Only lines that contain the word "FleetError" are to be returned from the data below.

[Opening DATA FOR ANALYSIS section]

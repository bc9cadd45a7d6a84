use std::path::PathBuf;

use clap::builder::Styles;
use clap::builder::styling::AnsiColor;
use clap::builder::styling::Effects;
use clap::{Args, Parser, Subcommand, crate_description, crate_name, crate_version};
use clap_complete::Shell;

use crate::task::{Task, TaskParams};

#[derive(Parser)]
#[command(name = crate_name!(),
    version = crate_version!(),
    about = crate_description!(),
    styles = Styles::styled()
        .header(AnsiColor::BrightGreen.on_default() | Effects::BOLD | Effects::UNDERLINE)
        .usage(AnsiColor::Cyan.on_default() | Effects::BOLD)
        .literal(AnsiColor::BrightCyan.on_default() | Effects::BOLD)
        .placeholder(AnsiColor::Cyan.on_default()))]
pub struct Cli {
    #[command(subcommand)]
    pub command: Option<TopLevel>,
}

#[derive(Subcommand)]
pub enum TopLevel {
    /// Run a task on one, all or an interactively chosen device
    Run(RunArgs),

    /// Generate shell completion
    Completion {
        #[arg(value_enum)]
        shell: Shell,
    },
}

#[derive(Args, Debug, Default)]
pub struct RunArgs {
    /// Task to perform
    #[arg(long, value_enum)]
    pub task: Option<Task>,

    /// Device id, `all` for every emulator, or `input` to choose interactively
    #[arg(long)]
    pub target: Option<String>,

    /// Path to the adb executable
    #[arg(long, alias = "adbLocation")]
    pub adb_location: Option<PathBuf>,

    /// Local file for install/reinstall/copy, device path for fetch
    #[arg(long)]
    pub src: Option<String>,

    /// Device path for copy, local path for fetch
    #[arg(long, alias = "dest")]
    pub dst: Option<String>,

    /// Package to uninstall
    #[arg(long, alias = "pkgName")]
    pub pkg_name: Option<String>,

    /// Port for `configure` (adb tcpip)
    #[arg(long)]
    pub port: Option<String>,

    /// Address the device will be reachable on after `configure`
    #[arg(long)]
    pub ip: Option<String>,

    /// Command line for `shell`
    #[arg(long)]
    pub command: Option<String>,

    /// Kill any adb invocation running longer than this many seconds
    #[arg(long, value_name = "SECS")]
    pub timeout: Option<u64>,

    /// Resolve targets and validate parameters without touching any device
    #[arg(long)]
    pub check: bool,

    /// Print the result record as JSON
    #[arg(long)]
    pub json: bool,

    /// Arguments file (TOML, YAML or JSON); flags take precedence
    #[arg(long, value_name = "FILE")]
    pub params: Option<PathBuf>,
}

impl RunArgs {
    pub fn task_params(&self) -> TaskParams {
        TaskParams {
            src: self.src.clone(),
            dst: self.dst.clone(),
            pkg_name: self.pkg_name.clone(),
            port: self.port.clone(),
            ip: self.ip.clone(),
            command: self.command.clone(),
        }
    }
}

[Closing DATA FOR ANALYSIS section]
[Opening DATA FOR ANALYSIS section]

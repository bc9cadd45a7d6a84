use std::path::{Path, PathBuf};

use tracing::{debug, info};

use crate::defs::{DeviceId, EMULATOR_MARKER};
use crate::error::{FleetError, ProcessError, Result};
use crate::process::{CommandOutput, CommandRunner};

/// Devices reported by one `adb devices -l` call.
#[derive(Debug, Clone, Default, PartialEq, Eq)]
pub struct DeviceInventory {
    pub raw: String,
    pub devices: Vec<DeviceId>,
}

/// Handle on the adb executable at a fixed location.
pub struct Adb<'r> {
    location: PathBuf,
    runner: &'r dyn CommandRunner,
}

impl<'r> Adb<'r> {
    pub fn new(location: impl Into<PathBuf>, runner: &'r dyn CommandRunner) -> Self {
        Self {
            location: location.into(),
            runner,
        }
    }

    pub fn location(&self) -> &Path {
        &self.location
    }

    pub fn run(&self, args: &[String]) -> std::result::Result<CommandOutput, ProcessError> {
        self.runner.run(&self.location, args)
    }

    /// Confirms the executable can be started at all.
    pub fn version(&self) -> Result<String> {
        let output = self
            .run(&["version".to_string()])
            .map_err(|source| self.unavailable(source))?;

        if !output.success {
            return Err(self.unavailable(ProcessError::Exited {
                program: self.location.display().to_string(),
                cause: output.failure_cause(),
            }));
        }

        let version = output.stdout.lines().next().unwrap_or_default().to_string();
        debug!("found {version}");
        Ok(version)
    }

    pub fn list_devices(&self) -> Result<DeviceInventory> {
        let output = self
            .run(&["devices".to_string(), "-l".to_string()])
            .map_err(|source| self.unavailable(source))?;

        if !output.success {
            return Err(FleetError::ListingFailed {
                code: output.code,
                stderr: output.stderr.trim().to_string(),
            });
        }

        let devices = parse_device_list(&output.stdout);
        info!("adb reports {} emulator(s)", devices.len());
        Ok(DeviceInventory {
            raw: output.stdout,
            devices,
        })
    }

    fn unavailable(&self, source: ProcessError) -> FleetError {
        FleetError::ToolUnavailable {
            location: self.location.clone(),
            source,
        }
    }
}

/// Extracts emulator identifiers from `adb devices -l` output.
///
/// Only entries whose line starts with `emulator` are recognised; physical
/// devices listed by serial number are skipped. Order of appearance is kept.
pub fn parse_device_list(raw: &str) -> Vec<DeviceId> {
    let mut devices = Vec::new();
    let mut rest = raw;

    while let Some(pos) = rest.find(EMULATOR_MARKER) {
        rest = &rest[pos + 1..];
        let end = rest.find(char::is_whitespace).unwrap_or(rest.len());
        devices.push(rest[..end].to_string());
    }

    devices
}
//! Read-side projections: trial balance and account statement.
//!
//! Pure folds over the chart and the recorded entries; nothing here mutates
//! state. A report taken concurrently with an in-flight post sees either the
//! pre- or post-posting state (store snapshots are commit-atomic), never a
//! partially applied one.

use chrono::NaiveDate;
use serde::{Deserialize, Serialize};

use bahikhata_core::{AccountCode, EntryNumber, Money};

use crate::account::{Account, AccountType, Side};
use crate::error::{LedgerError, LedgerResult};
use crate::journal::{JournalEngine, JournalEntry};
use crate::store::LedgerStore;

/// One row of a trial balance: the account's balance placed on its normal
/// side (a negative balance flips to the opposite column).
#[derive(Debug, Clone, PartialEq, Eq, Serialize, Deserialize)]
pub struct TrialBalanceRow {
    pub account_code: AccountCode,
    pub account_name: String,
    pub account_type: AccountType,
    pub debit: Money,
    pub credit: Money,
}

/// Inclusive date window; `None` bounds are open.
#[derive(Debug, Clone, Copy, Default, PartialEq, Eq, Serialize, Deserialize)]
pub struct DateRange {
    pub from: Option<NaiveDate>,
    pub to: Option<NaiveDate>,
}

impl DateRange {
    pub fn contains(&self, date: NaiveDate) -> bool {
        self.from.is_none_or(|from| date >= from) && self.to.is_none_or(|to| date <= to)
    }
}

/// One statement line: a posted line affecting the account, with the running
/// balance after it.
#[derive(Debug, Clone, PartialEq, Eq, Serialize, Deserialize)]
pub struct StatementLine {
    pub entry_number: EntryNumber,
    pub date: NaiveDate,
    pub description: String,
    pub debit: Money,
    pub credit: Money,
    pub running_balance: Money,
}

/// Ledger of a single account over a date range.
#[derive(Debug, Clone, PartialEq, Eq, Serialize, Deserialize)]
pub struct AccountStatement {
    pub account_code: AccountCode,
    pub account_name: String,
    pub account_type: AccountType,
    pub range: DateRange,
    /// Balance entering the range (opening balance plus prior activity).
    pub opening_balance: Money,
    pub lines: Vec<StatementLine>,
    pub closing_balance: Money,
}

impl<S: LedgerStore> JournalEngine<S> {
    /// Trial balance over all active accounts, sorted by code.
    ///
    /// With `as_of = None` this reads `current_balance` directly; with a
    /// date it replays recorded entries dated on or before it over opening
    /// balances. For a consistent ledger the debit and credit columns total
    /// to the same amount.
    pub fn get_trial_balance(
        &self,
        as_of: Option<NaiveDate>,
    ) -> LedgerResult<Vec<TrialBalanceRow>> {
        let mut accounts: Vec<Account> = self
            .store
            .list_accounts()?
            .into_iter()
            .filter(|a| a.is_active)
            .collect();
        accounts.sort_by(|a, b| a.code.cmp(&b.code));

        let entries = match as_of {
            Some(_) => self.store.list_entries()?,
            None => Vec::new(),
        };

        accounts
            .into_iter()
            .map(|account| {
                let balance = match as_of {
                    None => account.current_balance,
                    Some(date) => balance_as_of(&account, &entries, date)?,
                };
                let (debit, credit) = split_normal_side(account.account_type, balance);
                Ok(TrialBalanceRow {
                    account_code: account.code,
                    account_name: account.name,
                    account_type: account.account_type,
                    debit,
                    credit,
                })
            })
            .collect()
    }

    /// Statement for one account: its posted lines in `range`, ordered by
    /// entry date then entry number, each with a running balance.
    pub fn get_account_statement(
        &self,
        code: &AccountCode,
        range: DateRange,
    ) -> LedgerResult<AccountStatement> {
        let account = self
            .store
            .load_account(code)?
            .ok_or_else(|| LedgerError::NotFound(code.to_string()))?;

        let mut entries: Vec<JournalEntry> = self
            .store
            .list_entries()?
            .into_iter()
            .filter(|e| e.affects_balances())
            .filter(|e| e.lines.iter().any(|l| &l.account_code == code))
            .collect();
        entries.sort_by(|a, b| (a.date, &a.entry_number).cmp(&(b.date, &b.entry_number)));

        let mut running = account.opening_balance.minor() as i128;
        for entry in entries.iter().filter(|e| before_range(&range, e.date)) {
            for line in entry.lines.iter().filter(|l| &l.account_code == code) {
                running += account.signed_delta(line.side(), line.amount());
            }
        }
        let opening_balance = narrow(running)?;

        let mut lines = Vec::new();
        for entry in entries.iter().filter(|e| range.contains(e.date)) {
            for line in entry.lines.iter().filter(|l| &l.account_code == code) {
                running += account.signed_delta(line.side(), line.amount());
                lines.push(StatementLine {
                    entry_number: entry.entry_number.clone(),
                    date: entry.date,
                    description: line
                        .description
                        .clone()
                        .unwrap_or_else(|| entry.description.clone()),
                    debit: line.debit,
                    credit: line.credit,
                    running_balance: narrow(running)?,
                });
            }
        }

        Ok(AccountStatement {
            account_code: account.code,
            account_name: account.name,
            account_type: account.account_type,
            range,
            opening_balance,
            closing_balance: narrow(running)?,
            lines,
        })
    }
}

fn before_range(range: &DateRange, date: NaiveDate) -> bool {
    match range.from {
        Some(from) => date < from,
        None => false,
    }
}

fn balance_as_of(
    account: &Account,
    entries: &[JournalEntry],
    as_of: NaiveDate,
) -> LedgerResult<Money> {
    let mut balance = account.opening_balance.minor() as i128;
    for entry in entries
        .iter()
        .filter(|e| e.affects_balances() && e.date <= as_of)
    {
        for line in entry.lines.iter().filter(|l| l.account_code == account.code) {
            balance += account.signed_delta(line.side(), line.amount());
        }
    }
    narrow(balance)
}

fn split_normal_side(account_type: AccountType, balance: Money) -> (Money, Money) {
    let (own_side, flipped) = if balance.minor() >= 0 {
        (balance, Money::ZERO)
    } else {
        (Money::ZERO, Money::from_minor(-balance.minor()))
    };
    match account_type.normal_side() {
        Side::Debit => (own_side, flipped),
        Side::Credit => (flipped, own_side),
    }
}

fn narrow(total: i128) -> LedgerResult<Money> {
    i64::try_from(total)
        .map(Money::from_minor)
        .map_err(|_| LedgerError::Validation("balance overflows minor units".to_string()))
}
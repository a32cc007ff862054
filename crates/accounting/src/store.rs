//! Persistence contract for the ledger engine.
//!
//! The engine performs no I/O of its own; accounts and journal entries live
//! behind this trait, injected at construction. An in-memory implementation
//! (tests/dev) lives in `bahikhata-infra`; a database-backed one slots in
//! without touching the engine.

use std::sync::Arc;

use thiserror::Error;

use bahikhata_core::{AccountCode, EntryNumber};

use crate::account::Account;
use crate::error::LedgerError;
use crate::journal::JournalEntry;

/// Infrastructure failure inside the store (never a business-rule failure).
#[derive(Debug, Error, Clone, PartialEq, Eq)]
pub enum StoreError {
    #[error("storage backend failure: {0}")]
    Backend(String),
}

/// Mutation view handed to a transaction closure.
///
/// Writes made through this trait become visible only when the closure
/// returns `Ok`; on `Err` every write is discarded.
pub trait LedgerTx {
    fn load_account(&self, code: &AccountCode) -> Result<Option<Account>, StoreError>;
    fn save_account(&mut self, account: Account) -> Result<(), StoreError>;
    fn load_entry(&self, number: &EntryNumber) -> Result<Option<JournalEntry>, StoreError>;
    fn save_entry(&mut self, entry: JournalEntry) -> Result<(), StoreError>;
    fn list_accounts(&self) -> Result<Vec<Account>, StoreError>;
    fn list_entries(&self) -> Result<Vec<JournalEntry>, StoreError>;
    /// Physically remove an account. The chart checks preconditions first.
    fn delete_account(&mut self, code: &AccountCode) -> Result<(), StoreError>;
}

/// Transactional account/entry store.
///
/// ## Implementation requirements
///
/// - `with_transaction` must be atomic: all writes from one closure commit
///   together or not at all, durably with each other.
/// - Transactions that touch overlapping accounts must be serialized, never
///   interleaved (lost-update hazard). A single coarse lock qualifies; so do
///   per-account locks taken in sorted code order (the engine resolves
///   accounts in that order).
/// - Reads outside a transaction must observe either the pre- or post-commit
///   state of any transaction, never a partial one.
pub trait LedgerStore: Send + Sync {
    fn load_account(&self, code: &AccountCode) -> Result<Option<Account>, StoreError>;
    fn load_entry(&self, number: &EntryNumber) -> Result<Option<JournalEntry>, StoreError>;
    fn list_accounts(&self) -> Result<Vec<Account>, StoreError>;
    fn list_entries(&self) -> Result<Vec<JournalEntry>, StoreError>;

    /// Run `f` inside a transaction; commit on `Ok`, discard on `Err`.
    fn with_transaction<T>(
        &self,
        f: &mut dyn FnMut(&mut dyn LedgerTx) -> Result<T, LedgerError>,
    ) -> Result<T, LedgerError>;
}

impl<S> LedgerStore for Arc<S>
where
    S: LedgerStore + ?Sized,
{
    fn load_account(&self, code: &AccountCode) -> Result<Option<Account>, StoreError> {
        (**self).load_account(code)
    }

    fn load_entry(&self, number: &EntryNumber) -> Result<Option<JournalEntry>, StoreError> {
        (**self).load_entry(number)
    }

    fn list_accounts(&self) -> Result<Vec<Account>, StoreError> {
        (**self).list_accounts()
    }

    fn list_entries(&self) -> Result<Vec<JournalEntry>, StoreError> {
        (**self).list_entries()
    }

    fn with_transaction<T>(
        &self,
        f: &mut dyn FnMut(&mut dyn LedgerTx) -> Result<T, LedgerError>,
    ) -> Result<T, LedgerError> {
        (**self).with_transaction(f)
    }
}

[Closing DATA FOR ANALYSIS section]
[Opening DATA FOR ANALYSIS section]

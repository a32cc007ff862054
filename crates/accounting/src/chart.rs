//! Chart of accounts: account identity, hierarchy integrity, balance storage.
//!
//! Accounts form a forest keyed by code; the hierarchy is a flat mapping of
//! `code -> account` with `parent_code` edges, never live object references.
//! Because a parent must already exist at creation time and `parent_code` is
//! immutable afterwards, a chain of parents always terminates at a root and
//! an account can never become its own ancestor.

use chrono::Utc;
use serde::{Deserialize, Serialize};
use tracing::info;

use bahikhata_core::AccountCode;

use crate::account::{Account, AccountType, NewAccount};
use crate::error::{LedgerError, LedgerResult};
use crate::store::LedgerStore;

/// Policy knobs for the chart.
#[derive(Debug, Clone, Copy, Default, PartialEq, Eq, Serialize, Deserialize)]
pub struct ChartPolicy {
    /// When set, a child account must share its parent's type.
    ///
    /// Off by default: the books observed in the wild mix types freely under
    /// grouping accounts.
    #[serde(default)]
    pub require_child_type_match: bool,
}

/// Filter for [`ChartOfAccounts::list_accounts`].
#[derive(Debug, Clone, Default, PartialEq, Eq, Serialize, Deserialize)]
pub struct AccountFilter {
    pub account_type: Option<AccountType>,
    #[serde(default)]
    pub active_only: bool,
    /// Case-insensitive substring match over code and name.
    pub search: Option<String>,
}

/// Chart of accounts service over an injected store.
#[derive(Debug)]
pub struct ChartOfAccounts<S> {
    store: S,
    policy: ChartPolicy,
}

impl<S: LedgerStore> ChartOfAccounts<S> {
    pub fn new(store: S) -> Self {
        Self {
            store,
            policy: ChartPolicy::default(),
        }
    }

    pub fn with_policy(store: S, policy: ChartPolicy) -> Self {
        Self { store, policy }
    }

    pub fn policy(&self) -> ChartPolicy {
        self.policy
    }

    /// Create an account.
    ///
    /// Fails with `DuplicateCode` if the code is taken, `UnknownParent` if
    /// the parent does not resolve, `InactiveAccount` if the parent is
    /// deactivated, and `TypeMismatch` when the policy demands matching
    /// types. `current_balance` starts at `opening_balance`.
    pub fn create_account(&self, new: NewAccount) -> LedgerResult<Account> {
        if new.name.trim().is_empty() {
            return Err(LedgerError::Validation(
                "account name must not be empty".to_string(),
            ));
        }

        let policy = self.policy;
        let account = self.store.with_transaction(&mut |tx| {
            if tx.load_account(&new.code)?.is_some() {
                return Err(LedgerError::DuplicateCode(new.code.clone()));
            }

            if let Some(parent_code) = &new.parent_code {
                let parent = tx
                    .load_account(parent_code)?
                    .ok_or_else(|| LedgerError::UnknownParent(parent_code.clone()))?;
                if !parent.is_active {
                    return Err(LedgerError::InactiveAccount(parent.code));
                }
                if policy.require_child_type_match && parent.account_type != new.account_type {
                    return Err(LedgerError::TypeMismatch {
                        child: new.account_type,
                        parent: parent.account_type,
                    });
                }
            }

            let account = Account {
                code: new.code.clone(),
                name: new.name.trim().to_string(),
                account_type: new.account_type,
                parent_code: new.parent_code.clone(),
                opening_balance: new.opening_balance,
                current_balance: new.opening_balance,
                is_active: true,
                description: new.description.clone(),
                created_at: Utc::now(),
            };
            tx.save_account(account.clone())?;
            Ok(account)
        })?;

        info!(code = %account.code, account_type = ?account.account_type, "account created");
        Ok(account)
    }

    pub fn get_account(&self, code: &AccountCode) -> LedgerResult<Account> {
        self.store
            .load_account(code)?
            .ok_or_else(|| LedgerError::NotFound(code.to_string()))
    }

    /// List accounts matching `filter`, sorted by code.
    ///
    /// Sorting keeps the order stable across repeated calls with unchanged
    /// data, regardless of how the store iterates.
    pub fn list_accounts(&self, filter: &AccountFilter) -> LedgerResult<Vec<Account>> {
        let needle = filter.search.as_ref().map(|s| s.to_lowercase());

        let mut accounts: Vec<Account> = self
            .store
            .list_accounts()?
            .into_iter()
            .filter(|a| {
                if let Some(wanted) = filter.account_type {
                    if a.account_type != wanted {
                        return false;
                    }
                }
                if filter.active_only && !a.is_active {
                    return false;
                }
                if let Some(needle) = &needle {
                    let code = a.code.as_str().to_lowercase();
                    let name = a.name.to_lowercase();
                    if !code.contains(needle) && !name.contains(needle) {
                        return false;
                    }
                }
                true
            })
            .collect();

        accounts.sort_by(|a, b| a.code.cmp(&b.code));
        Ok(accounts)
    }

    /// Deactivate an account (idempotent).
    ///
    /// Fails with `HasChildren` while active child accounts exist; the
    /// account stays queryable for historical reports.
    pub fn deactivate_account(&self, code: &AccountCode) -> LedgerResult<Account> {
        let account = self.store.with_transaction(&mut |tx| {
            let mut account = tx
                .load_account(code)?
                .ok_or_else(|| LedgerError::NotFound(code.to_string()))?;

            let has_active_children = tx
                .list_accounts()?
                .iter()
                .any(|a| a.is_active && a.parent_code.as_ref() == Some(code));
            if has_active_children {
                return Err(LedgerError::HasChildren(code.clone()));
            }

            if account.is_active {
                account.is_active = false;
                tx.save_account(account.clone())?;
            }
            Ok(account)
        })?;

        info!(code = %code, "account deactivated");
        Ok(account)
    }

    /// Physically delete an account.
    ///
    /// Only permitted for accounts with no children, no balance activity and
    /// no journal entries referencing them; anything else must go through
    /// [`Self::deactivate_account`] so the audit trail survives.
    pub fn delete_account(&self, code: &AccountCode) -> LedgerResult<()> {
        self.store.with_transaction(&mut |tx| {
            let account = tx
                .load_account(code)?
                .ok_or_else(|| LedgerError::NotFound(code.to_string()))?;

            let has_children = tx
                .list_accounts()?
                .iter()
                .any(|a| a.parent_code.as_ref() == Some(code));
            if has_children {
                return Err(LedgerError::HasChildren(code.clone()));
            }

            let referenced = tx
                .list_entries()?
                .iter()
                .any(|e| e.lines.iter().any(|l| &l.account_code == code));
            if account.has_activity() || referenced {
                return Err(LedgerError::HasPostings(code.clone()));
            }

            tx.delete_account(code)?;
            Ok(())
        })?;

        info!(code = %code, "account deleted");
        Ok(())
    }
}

[Closing DATA FOR ANALYSIS section]

• [OUTPUT FOR THIS EXERCISE]
use crate::error::{FleetError, ProcessError, Result};
            return Err(FleetError::ListingFailed {
    fn unavailable(&self, source: ProcessError) -> FleetError {
        FleetError::ToolUnavailable {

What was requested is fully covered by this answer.